In July 2015, the Department of Labor released a proposal that, if passed, could drastically alter current overtime regulations and minimum salary requirements under the Fair Labor Standards Act (FLSA).
Following the release, the proposal was opened to public comment for 60 days and received more than a quarter of a million comments. A final ruling is anticipated as early as this month, with full compliance by employers likely expected within 60 days of the final judgement.
Here is how the proposed FLSA changes may impact the restaurant industry.
Who could be included?
First, it’s important to clarify the distinction between exempt and non-exempt employees. Non-exempt employees are paid an hourly wage and are eligible for overtime under the FLSA. Exempt employees are ineligible for overtime and include those in salary positions.
The DOL has specific criteria for determining exempt and non-exempt status. But one way to determine if an employee is exempt is by looking at their job duties.
Exempt job duties may include:
- Regular supervision of two or more employees;
- Having management as the primary duty of the position; and
- Having some genuine input into the job status of other employees (i.e. hiring, firing, promotions, and assignments).
The proposal is evaluating the current overtime and minimum salary requirements of exempt employees in executive, administrative, and professional roles — also commonly referred to as white collar workers.

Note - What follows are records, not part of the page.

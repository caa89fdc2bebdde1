//! Session lock file.
//!
//! Written after a browser resource is acquired and removed once it is
//! released. A lock found at startup means the previous process ended
//! without releasing its resource.

use std::path::{Path, PathBuf};

use chrono::{DateTime, Utc};
use serde::{Deserialize, Serialize};
use uuid::Uuid;

use jobpilot_shared::{JobPilotError, Result};

use crate::browser::ResourceHandle;

const LOCK_FILE_NAME: &str = "session.lock.json";

#[derive(Debug, Clone, PartialEq, Serialize, Deserialize)]
pub struct SessionLock {
    pub session_id: Uuid,
    pub handle: ResourceHandle,
    pub pid: u32,
    pub created_at: DateTime<Utc>,
}

impl SessionLock {
    pub fn new(session_id: Uuid, handle: ResourceHandle) -> Self {
        Self {
            session_id,
            handle,
            pid: std::process::id(),
            created_at: Utc::now(),
        }
    }

    pub fn path(dir: &Path) -> PathBuf {
        dir.join(LOCK_FILE_NAME)
    }

    /// Read the lock in `dir`. A corrupt lock is discarded with a warning.
    pub fn read(dir: &Path) -> Result<Option<Self>> {
        let path = Self::path(dir);
        let content = match std::fs::read_to_string(&path) {
            Ok(c) => c,
            Err(e) if e.kind() == std::io::ErrorKind::NotFound => return Ok(None),
            Err(e) => return Err(JobPilotError::io(&path, e)),
        };
        match serde_json::from_str(&content) {
            Ok(lock) => Ok(Some(lock)),
            Err(e) => {
                tracing::warn!(?path, error = %e, "discarding unreadable session lock");
                Self::remove(dir)?;
                Ok(None)
            }
        }
    }

    pub fn write(&self, dir: &Path) -> Result<()> {
        std::fs::create_dir_all(dir).map_err(|e| JobPilotError::io(dir, e))?;
        let path = Self::path(dir);
        let json = serde_json::to_string_pretty(self)
            .map_err(|e| JobPilotError::validation(format!("failed to serialize lock: {e}")))?;
        std::fs::write(&path, json).map_err(|e| JobPilotError::io(&path, e))
    }

    /// Remove the lock in `dir`. Missing locks are ignored.
    pub fn remove(dir: &Path) -> Result<()> {
        let path = Self::path(dir);
        match std::fs::remove_file(&path) {
            Ok(()) => Ok(()),
            Err(e) if e.kind() == std::io::ErrorKind::NotFound => Ok(()),
            Err(e) => Err(JobPilotError::io(&path, e)),
        }
    }
}

#[cfg(test)]
mod tests {
    use super::*;

    fn temp_dir() -> PathBuf {
        std::env::temp_dir().join(format!("jp-lock-test-{}", Uuid::now_v7()))
    }

    #[test]
    fn write_read_remove() {
        let dir = temp_dir();
        assert_eq!(SessionLock::read(&dir).unwrap(), None);

        let lock = SessionLock::new(
            Uuid::now_v7(),
            ResourceHandle {
                backend: "webdriver".into(),
                id: "s-1".into(),
                endpoint: "http://localhost:9515".into(),
            },
        );
        lock.write(&dir).unwrap();
        assert_eq!(SessionLock::read(&dir).unwrap(), Some(lock));

        SessionLock::remove(&dir).unwrap();
        SessionLock::remove(&dir).unwrap();
        assert_eq!(SessionLock::read(&dir).unwrap(), None);
        let _ = std::fs::remove_dir_all(&dir);
    }

    #[test]
    fn corrupt_lock_is_discarded() {
        let dir = temp_dir();
        std::fs::create_dir_all(&dir).unwrap();
        std::fs::write(SessionLock::path(&dir), "{not json").unwrap();
        assert_eq!(SessionLock::read(&dir).unwrap(), None);
        assert!(!SessionLock::path(&dir).exists());
        let _ = std::fs::remove_dir_all(&dir);
    }
}
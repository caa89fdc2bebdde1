//! JobPilot CLI: unattended job applications within a daily budget.
//!
//! Searches a job board with the configured profile, scores each posting,
//! and submits Easy Apply forms while the quota and schedule allow it.

mod commands;

use clap::Parser;
use color_eyre::eyre::Result;

use commands::Cli;

#[tokio::main]
async fn main() -> Result<()> {
    color_eyre::install()?;
    let cli = Cli::parse();
    commands::init_tracing(&cli);
    commands::run(cli).await
}
//! libSQL storage layer (local file).
//!
//! The [`Storage`] struct wraps a libSQL database holding discovered
//! postings, the append-only attempt log the quota is counted from, and one
//! record per run. It is the default [`Persistence`] implementation.

mod migrations;

use std::path::Path;

use async_trait::async_trait;
use chrono::{DateTime, NaiveDate, Utc};
use jobpilot_shared::{ApplicationAttempt, JobPilotError, JobPosting, Persistence, Result, RunId};
use libsql::{Connection, Database, params};
use sha2::{Digest, Sha256};

/// Primary storage handle wrapping a libSQL database.
pub struct Storage {
    #[allow(dead_code)]
    db: Database,
    conn: Connection,
    readonly: bool,
}

/// What an upsert did to the stored posting.
#[derive(Debug, Clone, Copy, PartialEq, Eq)]
pub enum PostingChange {
    Inserted,
    Unchanged,
    /// The requirement text differs from what was stored.
    RequirementsChanged,
}

/// One stored run.
#[derive(Debug, Clone)]
pub struct RunRecord {
    pub id: String,
    pub started_at: DateTime<Utc>,
    pub finished_at: Option<DateTime<Utc>>,
    pub dry_run: bool,
    pub summary_json: Option<String>,
}

/// An indeterminate attempt waiting for a human to check the site.
#[derive(Debug, Clone)]
pub struct ReviewItem {
    pub attempt_id: String,
    pub posting_id: String,
    pub title: Option<String>,
    pub company: Option<String>,
    pub attempted_at: DateTime<Utc>,
    pub detail: Option<String>,
}

/// SHA-256 hex digest of a posting's requirement text.
pub fn requirements_hash(text: &str) -> String {
    format!("{:x}", Sha256::digest(text.as_bytes()))
}

impl Storage {
    /// Open or create a database at `path` in read-write mode.
    pub async fn open(path: &Path) -> Result<Self> {
        if let Some(parent) = path.parent() {
            std::fs::create_dir_all(parent).map_err(|e| JobPilotError::io(parent, e))?;
        }

        let db = libsql::Builder::new_local(path)
            .build()
            .await
            .map_err(|e| JobPilotError::Storage(e.to_string()))?;

        let conn = db
            .connect()
            .map_err(|e| JobPilotError::Storage(e.to_string()))?;

        let storage = Self {
            db,
            conn,
            readonly: false,
        };
        storage.run_migrations().await?;
        Ok(storage)
    }

    /// Open an existing database at `path` for reporting commands.
    pub async fn open_readonly(path: &Path) -> Result<Self> {
        let db = libsql::Builder::new_local(path)
            .build()
            .await
            .map_err(|e| JobPilotError::Storage(e.to_string()))?;

        let conn = db
            .connect()
            .map_err(|e| JobPilotError::Storage(e.to_string()))?;

        Ok(Self {
            db,
            conn,
            readonly: true,
        })
    }

    async fn run_migrations(&self) -> Result<()> {
        let current_version = self.schema_version().await;

        for migration in migrations::all_migrations() {
            if migration.version > current_version {
                tracing::info!(
                    version = migration.version,
                    description = migration.description,
                    "applying migration"
                );
                self.conn
                    .execute_batch(migration.sql)
                    .await
                    .map_err(|e| {
                        JobPilotError::Storage(format!(
                            "migration v{} failed: {e}",
                            migration.version
                        ))
                    })?;
            }
        }
        Ok(())
    }

    /// Current schema version, or 0 if no migrations have been applied.
    pub async fn schema_version(&self) -> u32 {
        let result = self
            .conn
            .query("SELECT MAX(version) FROM schema_migrations", params![])
            .await;

        match result {
            Ok(mut rows) => {
                if let Ok(Some(row)) = rows.next().await {
                    row.get::<u32>(0).unwrap_or(0)
                } else {
                    0
                }
            }
            Err(_) => 0, // Table doesn't exist yet
        }
    }

    fn check_writable(&self) -> Result<()> {
        if self.readonly {
            return Err(JobPilotError::Storage(
                "database is opened in read-only mode".into(),
            ));
        }
        Ok(())
    }

    // -----------------------------------------------------------------------
    // Postings
    // -----------------------------------------------------------------------

    /// Insert a posting or refresh the stored copy, keyed by its id.
    ///
    /// `discovered_at` keeps the first sighting; everything else is
    /// overwritten.
    pub async fn save_posting(&self, posting: &JobPosting) -> Result<PostingChange> {
        self.check_writable()?;
        let hash = requirements_hash(&posting.requirements);
        let previous = self.posting_hash(posting.id.as_str()).await?;

        self.conn
            .execute(
                "INSERT INTO postings (id, url, title, company, location, easy_apply,
                                       requirements, requirements_hash, discovered_at, updated_at)
                 VALUES (?1, ?2, ?3, ?4, ?5, ?6, ?7, ?8, ?9, ?10)
                 ON CONFLICT(id) DO UPDATE SET
                   url = excluded.url,
                   title = excluded.title,
                   company = excluded.company,
                   location = excluded.location,
                   easy_apply = excluded.easy_apply,
                   requirements = excluded.requirements,
                   requirements_hash = excluded.requirements_hash,
                   updated_at = excluded.updated_at",
                params![
                    posting.id.as_str(),
                    posting.url.as_str(),
                    posting.title.as_str(),
                    posting.company.as_str(),
                    posting.location.as_deref(),
                    i64::from(posting.easy_apply),
                    posting.requirements.as_str(),
                    hash.as_str(),
                    posting.discovered_at.to_rfc3339(),
                    Utc::now().to_rfc3339(),
                ],
            )
            .await
            .map_err(|e| JobPilotError::Storage(e.to_string()))?;

        let change = match previous {
            None => PostingChange::Inserted,
            Some(old) if old == hash => PostingChange::Unchanged,
            Some(_) => PostingChange::RequirementsChanged,
        };
        if change == PostingChange::RequirementsChanged {
            tracing::debug!(posting = %posting.id, "requirements changed since last sighting");
        }
        Ok(change)
    }

    async fn posting_hash(&self, id: &str) -> Result<Option<String>> {
        let mut rows = self
            .conn
            .query(
                "SELECT requirements_hash FROM postings WHERE id = ?1",
                params![id],
            )
            .await
            .map_err(|e| JobPilotError::Storage(e.to_string()))?;

        match rows.next().await {
            Ok(Some(row)) => Ok(row.get::<String>(0).ok()),
            Ok(None) => Ok(None),
            Err(e) => Err(JobPilotError::Storage(e.to_string())),
        }
    }

    /// Number of stored postings.
    pub async fn posting_count(&self) -> Result<u64> {
        self.count("SELECT COUNT(*) FROM postings", params![]).await
    }

    // -----------------------------------------------------------------------
    // Attempts
    // -----------------------------------------------------------------------

    /// Append one attempt to the log.
    pub async fn insert_attempt(&self, attempt: &ApplicationAttempt) -> Result<()> {
        self.check_writable()?;
        self.conn
            .execute(
                "INSERT INTO attempts (id, posting_id, run_id, attempted_at, day, outcome,
                                       failure, detail, needs_review, match_score)
                 VALUES (?1, ?2, ?3, ?4, ?5, ?6, ?7, ?8, ?9, ?10)",
                params![
                    attempt.id.to_string(),
                    attempt.posting_id.as_str(),
                    attempt.run_id.to_string(),
                    attempt.attempted_at.to_rfc3339(),
                    attempt.day.to_string(),
                    attempt.outcome.as_str(),
                    attempt.failure.map(|f| f.as_str()),
                    attempt.detail.as_deref(),
                    i64::from(attempt.needs_review),
                    attempt.match_score,
                ],
            )
            .await
            .map_err(|e| JobPilotError::Storage(e.to_string()))?;
        Ok(())
    }

    /// Succeeded attempts on a local day.
    pub async fn succeeded_on(&self, day: NaiveDate) -> Result<u32> {
        let n = self
            .count(
                "SELECT COUNT(*) FROM attempts WHERE day = ?1 AND outcome = 'succeeded'",
                params![day.to_string()],
            )
            .await?;
        u32::try_from(n).map_err(|e| JobPilotError::Storage(e.to_string()))
    }

    /// Indeterminate attempts not yet resolved, oldest first.
    pub async fn pending_reviews(&self) -> Result<Vec<ReviewItem>> {
        let mut rows = self
            .conn
            .query(
                "SELECT a.id, a.posting_id, p.title, p.company, a.attempted_at, a.detail
                 FROM attempts a LEFT JOIN postings p ON p.id = a.posting_id
                 WHERE a.needs_review = 1 AND a.reviewed_at IS NULL
                 ORDER BY a.attempted_at",
                params![],
            )
            .await
            .map_err(|e| JobPilotError::Storage(e.to_string()))?;

        let mut items = Vec::new();
        while let Ok(Some(row)) = rows.next().await {
            items.push(ReviewItem {
                attempt_id: text(&row, 0)?,
                posting_id: text(&row, 1)?,
                title: row.get::<String>(2).ok(),
                company: row.get::<String>(3).ok(),
                attempted_at: timestamp(&text(&row, 4)?)?,
                detail: row.get::<String>(5).ok(),
            });
        }
        Ok(items)
    }

    /// Mark a review item as handled. Returns `false` for an unknown id.
    pub async fn resolve_review(&self, attempt_id: &str) -> Result<bool> {
        self.check_writable()?;
        let changed = self
            .conn
            .execute(
                "UPDATE attempts SET reviewed_at = ?2
                 WHERE id = ?1 AND needs_review = 1 AND reviewed_at IS NULL",
                params![attempt_id, Utc::now().to_rfc3339()],
            )
            .await
            .map_err(|e| JobPilotError::Storage(e.to_string()))?;
        Ok(changed > 0)
    }

    // -----------------------------------------------------------------------
    // Runs
    // -----------------------------------------------------------------------

    pub async fn insert_run(
        &self,
        run_id: RunId,
        started_at: DateTime<Utc>,
        dry_run: bool,
    ) -> Result<()> {
        self.check_writable()?;
        self.conn
            .execute(
                "INSERT INTO runs (id, started_at, dry_run) VALUES (?1, ?2, ?3)",
                params![
                    run_id.to_string(),
                    started_at.to_rfc3339(),
                    i64::from(dry_run)
                ],
            )
            .await
            .map_err(|e| JobPilotError::Storage(e.to_string()))?;
        Ok(())
    }

    /// Close a run record with its serialized summary.
    pub async fn finish_run(
        &self,
        run_id: RunId,
        finished_at: DateTime<Utc>,
        summary_json: &str,
    ) -> Result<()> {
        self.check_writable()?;
        let changed = self
            .conn
            .execute(
                "UPDATE runs SET finished_at = ?2, summary_json = ?3 WHERE id = ?1",
                params![run_id.to_string(), finished_at.to_rfc3339(), summary_json],
            )
            .await
            .map_err(|e| JobPilotError::Storage(e.to_string()))?;
        if changed == 0 {
            return Err(JobPilotError::Storage(format!("unknown run {run_id}")));
        }
        Ok(())
    }

    /// Most recent runs first.
    pub async fn recent_runs(&self, limit: u32) -> Result<Vec<RunRecord>> {
        let mut rows = self
            .conn
            .query(
                "SELECT id, started_at, finished_at, dry_run, summary_json
                 FROM runs ORDER BY started_at DESC LIMIT ?1",
                params![i64::from(limit)],
            )
            .await
            .map_err(|e| JobPilotError::Storage(e.to_string()))?;

        let mut runs = Vec::new();
        while let Ok(Some(row)) = rows.next().await {
            let finished_at = match row.get::<String>(2).ok() {
                Some(s) => Some(timestamp(&s)?),
                None => None,
            };
            runs.push(RunRecord {
                id: text(&row, 0)?,
                started_at: timestamp(&text(&row, 1)?)?,
                finished_at,
                dry_run: row.get::<i64>(3).unwrap_or(0) != 0,
                summary_json: row.get::<String>(4).ok(),
            });
        }
        Ok(runs)
    }

    async fn count(&self, sql: &str, args: impl libsql::params::IntoParams) -> Result<u64> {
        let mut rows = self
            .conn
            .query(sql, args)
            .await
            .map_err(|e| JobPilotError::Storage(e.to_string()))?;

        match rows.next().await {
            Ok(Some(row)) => {
                let n = row
                    .get::<i64>(0)
                    .map_err(|e| JobPilotError::Storage(e.to_string()))?;
                Ok(n.max(0) as u64)
            }
            Ok(None) => Ok(0),
            Err(e) => Err(JobPilotError::Storage(e.to_string())),
        }
    }
}

#[async_trait]
impl Persistence for Storage {
    async fn upsert_posting(&self, posting: &JobPosting) -> Result<()> {
        self.save_posting(posting).await.map(|_| ())
    }

    async fn record_attempt(&self, attempt: &ApplicationAttempt) -> Result<()> {
        self.insert_attempt(attempt).await
    }

    async fn today_count(&self, date: NaiveDate) -> Result<u32> {
        self.succeeded_on(date).await
    }
}

fn text(row: &libsql::Row, idx: i32) -> Result<String> {
    row.get::<String>(idx)
        .map_err(|e| JobPilotError::Storage(e.to_string()))
}

fn timestamp(s: &str) -> Result<DateTime<Utc>> {
    DateTime::parse_from_rfc3339(s)
        .map(|dt| dt.with_timezone(&Utc))
        .map_err(|e| JobPilotError::Storage(format!("invalid date: {e}")))
}
//! Automation engine for JobPilot.
//!
//! This crate ties the session, extractor and persistence layers together
//! into a single sequential run:
//! - [`scorer`]: weighted match between a posting and the profile
//! - [`quota`]: daily limit, time window and weekday gate
//! - [`navigator`]: search and incremental result loading
//! - [`executor`]: the per-posting Easy Apply state machine
//! - [`orchestrator`]: the end-to-end run and its summary

pub mod context;
pub mod executor;
pub mod interruption;
pub mod navigator;
pub mod orchestrator;
pub mod quota;
pub mod scorer;

#[cfg(test)]
mod testing;

pub use context::{Clock, EventKind, FixedClock, RunContext, RunEvent, SkipReason, SystemClock};
pub use executor::{ApplicationExecutor, ApplyFlow, ApplyState, ExecutionReport};
pub use navigator::{Discovery, Navigator, NavigatorOptions, StopReason, build_search_url};
pub use orchestrator::{HaltReason, Orchestrator, RunSummary, SkipCounts};
pub use quota::{Decision, DenyReason, decide, next_allowed};
pub use scorer::MatchScorer;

Sparked by a March 2014 Presidential Memorandum by President Obama, it’s estimated that the proposed changes could impact five million employees within the first year of implementation.
What could change?
Under the current FLSA regulations, exempt employees must meet the minimum salary requirement of $455 per week, or $23,660 per year. However, the proposed changes could significantly raise that minimum to $970 per week, or $50,440 annually.
The exemption from overtime pay was originally intended to apply only to highly-compensated salaried employees — those making much more than $23,660 per year. However, due to lack of specificity, the law essentially permitted a salaried restaurant manager to work 40+ hours per week, without receiving overtime pay or a wage exceeding poverty level.
The ruling seeks to remedy that oversight.
What does this mean for employers?
Since the proposed minimum salary requirements could more than double, employers may be forced to make one of two choices:
- If you have exempt employees earning less than $50,440 annually, you may need to raise their salary; or
- Reclassify them as a non-exempt employee and pay them overtime accordingly.
Either way, this will likely drastically impact an employer’s cash flow as well as relations with employees.
A National Retail Federation survey highlighted several worrisome outcomes if the ruling is passed, including:
- Forty-five percent of respondents said the changes would make them feel as though they are performing a job instead of pursuing a career;
- Forty-one percent of managers believe they would be paid less since hourly employees are not eligible for bonuses; and
- Approximately two-thirds predicted employee morale would decrease.
Although the ruling is still pending, employers should start planning now by evaluating their options in regards to each employee’s status. Preparation is key.